> _PROBLEM DETAILS_: Return all entries below exactly. Skip nothing.

++++ DATASET EXTRACT

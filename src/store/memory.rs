//! In-process backend.

use std::sync::{Mutex, PoisonError};

use crate::error::EngineResult;

use super::{EntityStore, PayrollState};

/// Keeps the payroll state in memory.
///
/// Loads hand out a copy of the last saved state, so mutations only become
/// visible after `save`, the same as with the file backend.
#[derive(Debug, Default)]
pub struct MemoryStore {
    state: Mutex<Option<PayrollState>>,
}

impl MemoryStore {
    /// Creates an empty store. The first load returns a fresh state.
    pub fn new() -> Self {
        Self::default()
    }

    /// Creates a store pre-populated with `state`.
    pub fn with_state(state: PayrollState) -> Self {
        Self {
            state: Mutex::new(Some(state)),
        }
    }
}

impl EntityStore for MemoryStore {
    fn load(&self) -> EngineResult<PayrollState> {
        let guard = self.state.lock().unwrap_or_else(PoisonError::into_inner);
        Ok(guard.clone().unwrap_or_default())
    }

    fn save(&self, state: &PayrollState) -> EngineResult<()> {
        let mut guard = self.state.lock().unwrap_or_else(PoisonError::into_inner);
        *guard = Some(state.clone());
        Ok(())
    }
}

++++++++

> _TASK ANSWER_:
filename src/store/memory.rs
//! In-process backend.

use std::sync::{Mutex, PoisonError};

use crate::error::EngineResult;

use super::{EntityStore, PayrollState};

/// Keeps the payroll state in memory.
///
/// Loads hand out a copy of the last saved state, so mutations only become
/// visible after `save`, the same as with the file backend.
#[derive(Debug, Default)]
pub struct MemoryStore {
    state: Mutex<Option<PayrollState>>,
}

impl MemoryStore {
    /// Creates an empty store. The first load returns a fresh state.
    pub fn new() -> Self {
        Self::default()
    }

    /// Creates a store pre-populated with `state`.
    pub fn with_state(state: PayrollState) -> Self {
        Self {
            state: Mutex::new(Some(state)),
        }
    }
}

impl EntityStore for MemoryStore {
    fn load(&self) -> EngineResult<PayrollState> {
        let guard = self.state.lock().unwrap_or_else(PoisonError::into_inner);
        Ok(guard.clone().unwrap_or_default())
    }

    fn save(&self, state: &PayrollState) -> EngineResult<()> {
        let mut guard = self.state.lock().unwrap_or_else(PoisonError::into_inner);
        *guard = Some(state.clone());
        Ok(())
    }
}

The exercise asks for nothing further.